Pemko Batam Siapkan Rp52 Miliar untuk Bantuan Kesehatan 2025, Terapkan Sistem Open Kuota
Pemerintah Kota Batam mengalokasikan anggaran sebesar Rp 52 miliar untuk program Bantuan Kesehatan Daerah (Bankesda) pada tahun 2025. (Foto: istimewa)
Batam, Batamnews - Pemerintah Kota Batam mengalokasikan anggaran sebesar Rp 52 miliar untuk program Bantuan Kesehatan Daerah (Bankesda) pada tahun 2025. Keputusan ini disampaikan dalam rapat pelaksanaan Bankesda Kota Batam Tahun 2025 yang dipimpin oleh Wakil Wali Kota Batam, Amsakar Achmad, pada Jumat, 20 Desember 2024.

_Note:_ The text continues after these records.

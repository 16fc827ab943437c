//! The authorization service.

use crate::error::AuthError;
use crate::validation;
use gatekeep_core::{
    ActionType, CredentialStore, NewPermission, NewPrincipal, Permission, PermissionId, PolicyStore,
    PrincipalId, PrincipalRecord, ResourceType, Role, RoleId, SecretHasher, StoreConfig,
    with_timeout,
};
use gatekeep_policy::{LoadSummary, PolicyEngine};
use gatekeep_token::{IssuedToken, TokenManager};
use std::sync::Arc;
use tracing::{debug, info};

/// Authentication and authorization in one place.
///
/// Cheap to share behind an `Arc`; the only mutable state lives in the policy
/// engine and the token manager's revocation set.
pub struct AuthorizationService {
    credentials: Arc<dyn CredentialStore>,
    hasher: Arc<dyn SecretHasher>,
    tokens: Arc<TokenManager>,
    engine: Arc<PolicyEngine>,
    timeouts: StoreConfig,
}

impl AuthorizationService {
    /// Reporting reads go straight to the store `engine` was built over.
    pub fn new(
        credentials: Arc<dyn CredentialStore>,
        hasher: Arc<dyn SecretHasher>,
        tokens: Arc<TokenManager>,
        engine: Arc<PolicyEngine>,
        timeouts: StoreConfig,
    ) -> Self {
        Self {
            credentials,
            hasher,
            tokens,
            engine,
            timeouts,
        }
    }

    pub fn tokens(&self) -> &TokenManager {
        &self.tokens
    }

    pub fn engine(&self) -> &PolicyEngine {
        &self.engine
    }

    /// Build the policy index. Must succeed once before permission checks answer.
    pub async fn load_policies(&self) -> Result<LoadSummary, AuthError> {
        Ok(self.engine.load_all().await?)
    }

    /// Stop answering permission checks.
    pub async fn shutdown(&self) {
        self.engine.close().await;
    }

    // ---------------------------------------------------------------------
    // Authentication
    // ---------------------------------------------------------------------

    /// Create a principal and issue its first token.
    ///
    /// Nothing is issued unless the principal was persisted.
    pub async fn register(
        &self,
        username: &str,
        password: &str,
        email: &str,
        phone: Option<&str>,
    ) -> Result<IssuedToken, AuthError> {
        validation::username(username)?;
        validation::password(password)?;
        validation::email(email)?;
        validation::phone(phone)?;

        let digest = self.hash_secret(password).await?;
        let principal = NewPrincipal {
            username: username.trim().to_string(),
            email: email.to_string(),
            phone: phone.map(str::trim).filter(|p| !p.is_empty()).map(str::to_string),
            password_digest: digest,
        };

        let id = with_timeout(
            self.timeouts.write_timeout(),
            "create_principal",
            self.credentials.create_principal(principal),
        )
        .await
        .map_err(|e| AuthError::from(e).context("failed to create user"))?;

        let issued = self.tokens.issue(id)?;
        info!(principal = %id, "principal registered");
        Ok(issued)
    }

    /// Exchange email and password for a token.
    ///
    /// An unknown email and a wrong password give different messages; both are
    /// [`ErrorKind::Unauthenticated`](crate::ErrorKind::Unauthenticated).
    pub async fn login(&self, email: &str, password: &str) -> Result<IssuedToken, AuthError> {
        validation::email(email)?;
        validation::password(password)?;

        let record = with_timeout(
            self.timeouts.read_timeout(),
            "find_principal_by_email",
            self.credentials.find_principal_by_email(email),
        )
        .await
        .map_err(|e| {
            if e.is_not_found() {
                AuthError::unauthenticated("user does not exist")
            } else {
                AuthError::from(e).context("failed to get user")
            }
        })?;

        if !self.verify_secret(&record, password).await? {
            info!(principal = %record.id, "login rejected");
            return Err(AuthError::unauthenticated("incorrect password"));
        }

        let issued = self.tokens.issue(record.id)?;
        info!(principal = %record.id, "login succeeded");
        Ok(issued)
    }

    /// Revoke a token.
    pub async fn logout(&self, token: &str) -> Result<(), AuthError> {
        let claims = self.tokens.revoke(token)?;
        info!(principal = %claims.principal_id, "token revoked");
        Ok(())
    }

    /// The principal a token was issued to, if the token is still honoured.
    pub fn validate_token(&self, token: &str) -> Result<PrincipalId, AuthError> {
        let principal = self.tokens.verify(token)?;
        debug!(%principal, "token validated");
        Ok(principal)
    }

    /// A new token for the same principal; the presented one keeps its own expiry.
    pub fn refresh_token(&self, token: &str) -> Result<IssuedToken, AuthError> {
        let issued = self.tokens.refresh(token)?;
        info!(principal = %issued.principal_id(), "token refreshed");
        Ok(issued)
    }

    // ---------------------------------------------------------------------
    // Authorization
    // ---------------------------------------------------------------------

    /// May an existing principal perform `action` on `resource`?
    pub async fn check_permission(
        &self,
        principal: PrincipalId,
        resource: ResourceType,
        action: ActionType,
    ) -> Result<bool, AuthError> {
        with_timeout(
            self.timeouts.read_timeout(),
            "find_principal_by_id",
            self.credentials.find_principal_by_id(principal),
        )
        .await?;

        Ok(self.engine.enforce(principal, resource, action).await?)
    }

    /// Verify a bearer token, then require `action` on `resource`.
    ///
    /// Token failures are `Unauthenticated` (or `Invalid` for garbage); a policy
    /// denial is `Forbidden`.
    pub async fn authorize(
        &self,
        token: &str,
        resource: ResourceType,
        action: ActionType,
    ) -> Result<PrincipalId, AuthError> {
        let principal = self.tokens.verify(token)?;
        if !self.engine.enforce(principal, resource, action).await? {
            return Err(AuthError::forbidden(format!(
                "principal {principal} may not {action} {resource}"
            )));
        }
        Ok(principal)
    }

    // ---------------------------------------------------------------------
    // Administration
    // ---------------------------------------------------------------------

    pub async fn create_role(&self, name: &str, description: &str) -> Result<Role, AuthError> {
        validation::role_name(name)?;
        let role = self.engine.create_role(name, description).await?;
        info!(role = %role.name, id = %role.id, "role created");
        Ok(role)
    }

    /// Delete a role; every grant and assignment referencing it goes with it.
    pub async fn delete_role(&self, role: RoleId) -> Result<(), AuthError> {
        let role = self.engine.delete_role(role).await?;
        info!(role = %role.name, id = %role.id, "role deleted");
        Ok(())
    }

    pub async fn assign_role_to_user(
        &self,
        principal: PrincipalId,
        role: RoleId,
    ) -> Result<(), AuthError> {
        let role = self.engine.assign_role(principal, role).await?;
        info!(%principal, role = %role.name, "role assigned");
        Ok(())
    }

    pub async fn remove_role_from_user(
        &self,
        principal: PrincipalId,
        role: RoleId,
    ) -> Result<(), AuthError> {
        let role = self.engine.unassign_role(principal, role).await?;
        info!(%principal, role = %role.name, "role removed");
        Ok(())
    }

    pub async fn create_permission(
        &self,
        name: &str,
        description: &str,
        resource: ResourceType,
        action: ActionType,
    ) -> Result<Permission, AuthError> {
        validation::permission_name(name)?;
        let permission = self
            .engine
            .create_permission(NewPermission {
                name: name.trim().to_string(),
                description: description.to_string(),
                resource,
                action,
            })
            .await?;
        info!(
            permission = %permission.name,
            id = %permission.id,
            %resource,
            %action,
            "permission created"
        );
        Ok(permission)
    }

    /// Delete a permission; every role loses it.
    pub async fn delete_permission(&self, permission: PermissionId) -> Result<(), AuthError> {
        let permission = self.engine.delete_permission(permission).await?;
        info!(permission = %permission.name, id = %permission.id, "permission deleted");
        Ok(())
    }

    pub async fn assign_permission_to_role(
        &self,
        role: RoleId,
        permission: PermissionId,
    ) -> Result<(), AuthError> {
        let (role, permission) = self.engine.grant_permission(role, permission).await?;
        info!(role = %role.name, permission = %permission.name, "permission granted");
        Ok(())
    }

    pub async fn remove_permission_from_role(
        &self,
        role: RoleId,
        permission: PermissionId,
    ) -> Result<(), AuthError> {
        let (role, permission) = self.engine.revoke_permission(role, permission).await?;
        info!(role = %role.name, permission = %permission.name, "permission revoked");
        Ok(())
    }

    // ---------------------------------------------------------------------
    // Reporting
    // ---------------------------------------------------------------------

    pub async fn get_user_roles(&self, principal: PrincipalId) -> Result<Vec<Role>, AuthError> {
        Ok(with_timeout(
            self.timeouts.read_timeout(),
            "get_principal_roles",
            self.engine.store().get_principal_roles(principal),
        )
        .await?)
    }

    pub async fn get_role_permissions(&self, role: RoleId) -> Result<Vec<Permission>, AuthError> {
        Ok(with_timeout(
            self.timeouts.read_timeout(),
            "get_role_permissions",
            self.engine.store().get_role_permissions(role),
        )
        .await?)
    }

    async fn hash_secret(&self, secret: &str) -> Result<String, AuthError> {
        let hasher = self.hasher.clone();
        let secret = secret.to_string();
        tokio::task::spawn_blocking(move || hasher.hash(&secret))
            .await
            .map_err(|e| AuthError::internal(format!("hashing task failed: {e}")))?
            .map_err(|e| AuthError::from(e).context("failed to hash password"))
    }

    async fn verify_secret(&self, record: &PrincipalRecord, secret: &str) -> Result<bool, AuthError> {
        let hasher = self.hasher.clone();
        let digest = record.password_digest.clone();
        let secret = secret.to_string();
        tokio::task::spawn_blocking(move || hasher.verify(&digest, &secret))
            .await
            .map_err(|e| AuthError::internal(format!("verify task failed: {e}")))
    }
}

Sekretaris Daerah Kota Batam, Jefridin, M.Pd., yang turut mendampingi Wakil Wali Kota, mengumumkan bahwa Pemerintah Kota Batam akan menerapkan sistem Bankesda Open Kuota pada tahun mendatang. Sistem baru ini dirancang untuk mengefisienkan proses verifikasi Bankesda.
"Layanan Bankesda mencakup bantuan premi asuransi untuk Peserta Bukan Penerima Upah (PBPU) dan Bukan Pekerja (BP), bantuan iuran jaminan kesehatan bagi peserta PBPU dan BP untuk layanan kelas 3, serta bantuan jasa pelayanan kesehatan di rumah sakit bagi masyarakat tidak mampu atau terlantar," jelas Jefridin.
Baca juga: Peredaran Narkoba di Kepri Mengkhawatirkan, Hanafi Ekra Minta Perda FP4GNPN Diterapkan
Dengan penerapan sistem Open Kuota, proses mendapatkan layanan Bankesda akan lebih efisien. Masyarakat pemegang KTP Batam tidak lagi diwajibkan mengurus surat keterangan tidak mampu dari kelurahan maupun surat rekomendasi dari Dinas Sosial dan Pemberdayaan Masyarakat.
"Berdasarkan Perwako tentang Open Kuota, proses aktivasi peserta akan dilakukan langsung di Puskesmas saat berobat. Warga tidak perlu lagi mengurus administrasi ke Dinas Kesehatan untuk mendapatkan bantuan iuran premi," tambah Jefridin.
Sistem Open Kuota ini diharapkan dapat mempercepat akses layanan kesehatan bagi masyarakat Kota Batam. Tercatat sebanyak 156.061 jiwa akan menerima manfaat dari program bantuan iuran PBPU BP Pemda ini.